Where my moms at?!?! Emily Blunt has never been a more relatable momma.
In my head, there is no person in Hollywood more elegant than Emily Blunt. This is going to sound super weird, but she really seems to be the epitome of royalty and cleanliness and other things I'd associate with the crown jewels.
#EmilyBlunt plena na capa da #Instyle pic.twitter.com/RBMJXDT21O — Mundo.Brasil (@mundosbrasil) October 6, 2016
She's also a human with a body and, let's be real, bodies are disgusting. They do weird things and create weird liquids and farts and stuff.

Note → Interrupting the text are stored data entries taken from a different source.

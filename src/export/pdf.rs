//! Minimal PDF 1.4 writer
//!
//! Produces one PDF page per layout [`Page`], drawing every placed line with
//! the standard Helvetica font. Layout units are millimetres measured from
//! the top-left corner; PDF user space is points measured from the
//! bottom-left, so coordinates are scaled and the y axis is flipped.

use std::fmt::Write as _;

use super::Page;
use crate::config::ExportConfig;

const POINTS_PER_MM: f32 = 72.0 / 25.4;

const CATALOG_ID: usize = 1;
const PAGES_ID: usize = 2;
const FONT_ID: usize = 3;
const FIRST_PAGE_ID: usize = 4;

/// Render pages as a PDF document
///
/// # Examples
///
/// ```
/// use mdchat::config::ExportConfig;
/// use mdchat::export::{pdf, TranscriptExporter};
///
/// let config = ExportConfig::default();
/// let pages = TranscriptExporter::new(config.clone()).layout(&[]);
/// let bytes = pdf::render_pdf(&pages, &config);
/// assert!(bytes.starts_with(b"%PDF-1.4"));
/// assert!(bytes.ends_with(b"%%EOF\n"));
/// ```
pub fn render_pdf(pages: &[Page], config: &ExportConfig) -> Vec<u8> {
    let g = &config.geometry;
    let width = g.page_width * POINTS_PER_MM;
    let height = g.page_height * POINTS_PER_MM;

    let mut writer = PdfWriter::new();

    writer.object(
        CATALOG_ID,
        format!("<< /Type /Catalog /Pages {} 0 R >>", PAGES_ID).as_bytes(),
    );

    let kids: Vec<String> = (0..pages.len())
        .map(|i| format!("{} 0 R", page_object_id(i)))
        .collect();
    writer.object(
        PAGES_ID,
        format!(
            "<< /Type /Pages /Kids [{}] /Count {} >>",
            kids.join(" "),
            pages.len()
        )
        .as_bytes(),
    );

    writer.object(
        FONT_ID,
        b"<< /Type /Font /Subtype /Type1 /BaseFont /Helvetica /Encoding /WinAnsiEncoding >>",
    );

    for (i, page) in pages.iter().enumerate() {
        let page_id = page_object_id(i);
        let content_id = page_id + 1;

        writer.object(
            page_id,
            format!(
                "<< /Type /Page /Parent {} 0 R /MediaBox [0 0 {:.2} {:.2}] \
                 /Resources << /Font << /F1 {} 0 R >> >> /Contents {} 0 R >>",
                PAGES_ID, width, height, FONT_ID, content_id
            )
            .as_bytes(),
        );

        let stream = content_stream(page, config);
        let mut body = format!("<< /Length {} >>\nstream\n", stream.len()).into_bytes();
        body.extend_from_slice(&stream);
        body.extend_from_slice(b"\nendstream");
        writer.object(content_id, &body);
    }

    writer.finish(CATALOG_ID)
}

fn page_object_id(index: usize) -> usize {
    FIRST_PAGE_ID + index * 2
}

fn content_stream(page: &Page, config: &ExportConfig) -> Vec<u8> {
    let g = &config.geometry;
    let mut out = String::new();

    for line in &page.lines {
        let x = line.x * POINTS_PER_MM;
        let y = (g.page_height - line.y) * POINTS_PER_MM;
        // Writing to a String cannot fail.
        let _ = writeln!(
            out,
            "BT /F1 {:.1} Tf {:.2} {:.2} Td ({}) Tj ET",
            config.font_size,
            x,
            y,
            escape_text(&line.text)
        );
    }

    out.into_bytes()
}

/// Escape a string for a PDF literal string in WinAnsi encoding
///
/// Characters with a WinAnsi code above ASCII (Latin-1 plus the
/// typographic punctuation at 0x80..0x9F) are written as octal escapes.
/// Standard Helvetica has no glyphs beyond WinAnsi, so anything else
/// (emoji, symbols such as U+26A0, non-Latin scripts) becomes `?`.
fn escape_text(text: &str) -> String {
    let mut out = String::with_capacity(text.len());
    for c in text.chars() {
        match c {
            '\\' | '(' | ')' => {
                out.push('\\');
                out.push(c);
            }
            '\t' => out.push(' '),
            ' '..='~' => out.push(c),
            _ => match winansi_byte(c) {
                Some(byte) => {
                    let _ = write!(out, "\\{:03o}", byte);
                }
                None => out.push('?'),
            },
        }
    }
    out
}

/// WinAnsi code for a non-ASCII character, if it has one
fn winansi_byte(c: char) -> Option<u8> {
    let byte = match c {
        '\u{a0}'..='\u{ff}' => c as u8,
        '\u{20ac}' => 0x80,
        '\u{201a}' => 0x82,
        '\u{0192}' => 0x83,
        '\u{201e}' => 0x84,
        '\u{2026}' => 0x85,
        '\u{2020}' => 0x86,
        '\u{2021}' => 0x87,
        '\u{02c6}' => 0x88,
        '\u{2030}' => 0x89,
        '\u{0160}' => 0x8a,
        '\u{2039}' => 0x8b,
        '\u{0152}' => 0x8c,
        '\u{017d}' => 0x8e,
        '\u{2018}' => 0x91,
        '\u{2019}' => 0x92,
        '\u{201c}' => 0x93,
        '\u{201d}' => 0x94,
        '\u{2022}' => 0x95,
        '\u{2013}' => 0x96,
        '\u{2014}' => 0x97,
        '\u{02dc}' => 0x98,
        '\u{2122}' => 0x99,
        '\u{0161}' => 0x9a,
        '\u{203a}' => 0x9b,
        '\u{0153}' => 0x9c,
        '\u{017e}' => 0x9e,
        '\u{0178}' => 0x9f,
        _ => return None,
    };
    Some(byte)
}

/// Accumulates numbered objects and tracks their byte offsets for the
/// cross-reference table
struct PdfWriter {
    buf: Vec<u8>,
    offsets: Vec<(usize, usize)>,
}

impl PdfWriter {
    fn new() -> Self {
        let mut buf = Vec::new();
        buf.extend_from_slice(b"%PDF-1.4\n%\xe2\xe3\xcf\xd3\n");
        Self {
            buf,
            offsets: Vec::new(),
        }
    }

    fn object(&mut self, id: usize, body: &[u8]) {
        self.offsets.push((id, self.buf.len()));
        self.buf.extend_from_slice(format!("{} 0 obj\n", id).as_bytes());
        self.buf.extend_from_slice(body);
        self.buf.extend_from_slice(b"\nendobj\n");
    }

    fn finish(mut self, root: usize) -> Vec<u8> {
        self.offsets.sort_by_key(|(id, _)| *id);
        let size = self.offsets.len() + 1;
        let xref_offset = self.buf.len();

        let mut xref = format!("xref\n0 {}\n0000000000 65535 f \n", size);
        for (_, offset) in &self.offsets {
            let _ = writeln!(xref, "{:010} 00000 n ", offset);
        }
        let _ = write!(
            xref,
            "trailer\n<< /Size {} /Root {} 0 R >>\nstartxref\n{}\n%%EOF\n",
            size, root, xref_offset
        );

        self.buf.extend_from_slice(xref.as_bytes());
        self.buf
    }
}
//! Session controller
//!
//! [`SessionController`] owns the [`SessionState`] of one chat window and
//! performs every user-facing operation: startup, new chat, select chat,
//! delete chat, and send message. Backend failures never escape an
//! operation; they are logged and folded into state as a fallback (empty
//! history, local-only deletion) or as a visible assistant error message.
//!
//! The controller is borrowed mutably for the whole of each operation,
//! including the backend round trip, so two operations can never interleave
//! on one controller.

use std::collections::HashSet;
use std::sync::Arc;

use chrono::Utc;

use crate::backend::{ChatBackend, HistoryRecord};
use crate::config::SessionConfig;

use super::ids::{IdKind, MessageIdGenerator};
use super::state::{Phase, SessionEvent, SessionState};
use super::{Conversation, ConversationId, Message, Role};

/// Result of a send attempt
#[derive(Debug, Clone, Copy, PartialEq, Eq)]
pub enum SendOutcome {
    /// Input was empty after trimming; nothing happened
    Ignored,
    /// There was no active conversation to send to
    NoActiveConversation,
    /// The backend replied
    Replied,
    /// The backend failed; an error message was appended
    Failed,
}

/// Result of a delete
#[derive(Debug, Clone, Copy, PartialEq, Eq)]
pub enum DeleteOutcome {
    /// The backend confirmed the deletion
    Deleted,
    /// The backend call failed; the conversation was removed locally only
    LocalOnly,
}

/// Drives a chat session against a backend
///
/// # Examples
///
/// ```
/// use std::sync::Arc;
/// use mdchat::backend::FakeBackend;
/// use mdchat::config::SessionConfig;
/// use mdchat::session::{SendOutcome, SessionController};
///
/// # #[tokio::main]
/// # async fn main() {
/// let backend = Arc::new(FakeBackend::new());
/// backend.push_reply("Hi there");
///
/// let mut session = SessionController::new(backend, SessionConfig::default(), false);
/// session.startup().await;
///
/// assert_eq!(session.send_message("Hello").await, SendOutcome::Replied);
/// assert_eq!(session.state().messages.len(), 2);
/// assert_eq!(session.state().active_conversation().unwrap().title, "Hello");
/// # }
/// ```
pub struct SessionController {
    backend: Arc<dyn ChatBackend>,
    config: SessionConfig,
    state: SessionState,
    ids: MessageIdGenerator,
}

impl SessionController {
    /// Create a controller in the `Uninitialized` phase
    ///
    /// # Arguments
    ///
    /// * `backend` - Backend used for every operation
    /// * `config` - Session behavior settings
    /// * `logged_in` - Local logged-in flag read at startup
    pub fn new(backend: Arc<dyn ChatBackend>, config: SessionConfig, logged_in: bool) -> Self {
        Self {
            backend,
            config,
            state: SessionState::new(logged_in),
            ids: MessageIdGenerator::new(),
        }
    }

    /// Current state
    pub fn state(&self) -> &SessionState {
        &self.state
    }

    fn apply(&mut self, event: SessionEvent) {
        let state = std::mem::take(&mut self.state);
        self.state = state.apply(event);
    }

    /// Load conversations and make one active
    ///
    /// The most recent listed conversation becomes active. When the listing
    /// is empty or fails, a new conversation is created so the session never
    /// starts without one. Calling this again after startup has no effect.
    pub async fn startup(&mut self) {
        if self.state.phase != Phase::Uninitialized {
            tracing::debug!("Session already started");
            return;
        }

        tracing::info!("Starting chat session");
        self.apply(SessionEvent::LoadingStarted);

        match self.backend.list_conversations().await {
            Ok(summaries) if !summaries.is_empty() => {
                let conversations: Vec<Conversation> = summaries
                    .into_iter()
                    .map(|s| Conversation::from_summary(s, &self.config.default_title))
                    .collect();
                tracing::info!("Loaded {} conversations", conversations.len());
                let first = conversations[0].id.clone();
                self.apply(SessionEvent::ConversationsLoaded(conversations));
                self.activate(first).await;
            }
            Ok(_) => {
                tracing::info!("No conversations yet, creating one");
                self.create_new_chat().await;
            }
            Err(e) => {
                tracing::warn!("Failed to load conversations: {}", e);
                self.create_new_chat().await;
            }
        }

        self.apply(SessionEvent::Ready);
    }

    /// Create a conversation, put it first, and make it active
    ///
    /// Returns the new id, or `None` when the backend could not create one;
    /// in that case the state is unchanged.
    pub async fn create_new_chat(&mut self) -> Option<ConversationId> {
        match self.backend.create_conversation().await {
            Ok(id) => {
                let id = ConversationId::new(id);
                tracing::info!("Created conversation {}", id);
                let conversation = Conversation::new(id.clone(), self.config.default_title.clone());
                self.apply(SessionEvent::ConversationCreated(conversation));
                self.activate(id.clone()).await;
                Some(id)
            }
            Err(e) => {
                tracing::error!("Failed to create conversation: {}", e);
                None
            }
        }
    }

    /// Make a listed conversation active and load its history
    ///
    /// Re-selecting the active conversation re-fetches its history. Returns
    /// false, without changing state, for ids that are not listed.
    pub async fn select_chat(&mut self, id: &ConversationId) -> bool {
        if !self.state.contains(id) {
            tracing::warn!("Cannot select unknown conversation {}", id);
            return false;
        }
        self.activate(id.clone()).await;
        true
    }

    async fn activate(&mut self, id: ConversationId) {
        tracing::debug!("Activating conversation {}", id);
        self.apply(SessionEvent::Activated(id));
        self.load_history().await;
    }

    /// Replace messages with the active conversation's backend history
    ///
    /// On failure messages are cleared rather than left stale.
    pub async fn load_history(&mut self) {
        let Some(id) = self.state.active_id.clone() else {
            return;
        };

        match self.backend.get_history(id.as_str()).await {
            Ok(records) => {
                let messages = messages_from_history(records, &mut self.ids);
                tracing::debug!("Loaded {} messages for {}", messages.len(), id);
                self.apply(SessionEvent::HistoryLoaded(messages));
            }
            Err(e) => {
                tracing::warn!("History load failed for {}: {}", id, e);
                self.apply(SessionEvent::HistoryFailed);
            }
        }
    }

    /// Delete a conversation
    ///
    /// The conversation is removed locally even when the backend call fails.
    /// If it was active, the first other conversation becomes active, or a
    /// new conversation is created when none remain.
    pub async fn delete_chat(&mut self, id: &ConversationId) -> DeleteOutcome {
        let outcome = match self.backend.delete_conversation(id.as_str()).await {
            Ok(()) => {
                tracing::info!("Deleted conversation {}", id);
                DeleteOutcome::Deleted
            }
            Err(e) => {
                tracing::warn!(
                    "Backend deletion of {} failed, removing locally only: {}",
                    id,
                    e
                );
                DeleteOutcome::LocalOnly
            }
        };

        let was_active = self.state.active_id.as_ref() == Some(id);
        let next = self
            .state
            .conversations
            .iter()
            .find(|c| &c.id != id)
            .map(|c| c.id.clone());

        self.apply(SessionEvent::ConversationRemoved(id.clone()));

        if was_active {
            match next {
                Some(next) => self.activate(next).await,
                None => {
                    self.create_new_chat().await;
                }
            }
        }

        outcome
    }

    /// Send a message in the active conversation
    ///
    /// The user message is appended before the backend is called. The reply,
    /// or a fixed connection-error message, is appended after it. The first
    /// successful send in a default-titled conversation renames it to a
    /// prefix of `text`.
    pub async fn send_message(&mut self, text: &str) -> SendOutcome {
        if text.trim().is_empty() {
            return SendOutcome::Ignored;
        }

        let Some(conversation_id) = self.state.active_conversation().map(|c| c.id.clone()) else {
            tracing::warn!("No active conversation; message not sent");
            return SendOutcome::NoActiveConversation;
        };

        let user_message = Message::new(
            self.ids.next_id(IdKind::User),
            Role::User,
            text,
            Some(Utc::now().to_rfc3339()),
        );
        self.apply(SessionEvent::MessageAppended(user_message));
        self.apply(SessionEvent::SendStarted);

        let outcome = match self
            .backend
            .send_message(conversation_id.as_str(), text)
            .await
        {
            Ok(reply) => {
                tracing::debug!(
                    conversation = %conversation_id,
                    is_medical = ?reply.is_medical,
                    "Received reply"
                );
                let reply_message = Message::new(
                    self.ids.next_id(IdKind::Reply),
                    Role::Assistant,
                    reply.reply,
                    Some(Utc::now().to_rfc3339()),
                );
                self.apply(SessionEvent::MessageAppended(reply_message));
                self.rewrite_default_title(&conversation_id, text);
                SendOutcome::Replied
            }
            Err(e) => {
                tracing::warn!("Send failed for {}: {}", conversation_id, e);
                let error_message = Message::new(
                    self.ids.next_id(IdKind::Error),
                    Role::Assistant,
                    self.config.connection_error_message.clone(),
                    None,
                );
                self.apply(SessionEvent::MessageAppended(error_message));
                SendOutcome::Failed
            }
        };

        self.apply(SessionEvent::SendFinished);
        outcome
    }

    fn rewrite_default_title(&mut self, id: &ConversationId, text: &str) {
        let is_default = self
            .state
            .conversation(id)
            .is_some_and(|c| c.title == self.config.default_title);
        if !is_default {
            return;
        }

        let title: String = text.chars().take(self.config.title_max_chars).collect();
        tracing::debug!("Renaming conversation {} to {:?}", id, title);
        self.apply(SessionEvent::TitleRewritten {
            id: id.clone(),
            title,
        });
    }
}

/// Convert backend history into messages
///
/// The backend timestamp doubles as the message id. Records stored within
/// the same timestamp get a `#n` suffix so ids stay unique; records without
/// a timestamp get a generated id.
pub fn messages_from_history(
    records: Vec<HistoryRecord>,
    ids: &mut MessageIdGenerator,
) -> Vec<Message> {
    let mut seen = HashSet::new();
    records
        .into_iter()
        .map(|record| {
            let id = match &record.timestamp {
                Some(ts) => {
                    let mut candidate = ts.clone();
                    let mut n = 1;
                    while seen.contains(&candidate) {
                        n += 1;
                        candidate = format!("{}#{}", ts, n);
                    }
                    candidate
                }
                None => ids.next_id(IdKind::History),
            };
            seen.insert(id.clone());
            Message::new(
                id,
                Role::from_backend(&record.role),
                record.message,
                record.timestamp,
            )
        })
        .collect()
}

So, as elegant as she may seem, always remember Emily Blunt's body does some odd stuff, just like yours.
Blunt told reporters,
After we got home from the hospital, I didn't shower for a week, and John [Krasinski] and I were like, 'Let's go out for dinner.' I could last only about an hour because my boobs were exploding. When the milk first comes in, it's like a tsunami. But we went, just to prove to ourselves that we could feel normal for a second.
ALL FEAR EMILY BLUNT AND HER TSUNAMI BOOBS!
Blunt also spoke about how having a second baby has made her life a bit more logistically difficult, saying
It's a zoo! When there was just one kid, somebody would get to sit down. Now nobody gets a break. But John is the most unbelievable daddy. He prioritizes Hazel so she doesn't miss me too much because I've been so consumed with the baby.
If you're hoping for some baby pics to be uploaded online anytime soon, you're out of luck. Blunt has made it very clear she wants to keep part of her life private, telling InStyle,
You've got to draw the line somewhere. My job is to persuade people that I'm somebody else and allow them to go on that journey with me. If you share too much about yourself, people's interest becomes about you as opposed to the roles you have played.
Emily Blunt: The Ultimate Hollywood Mom.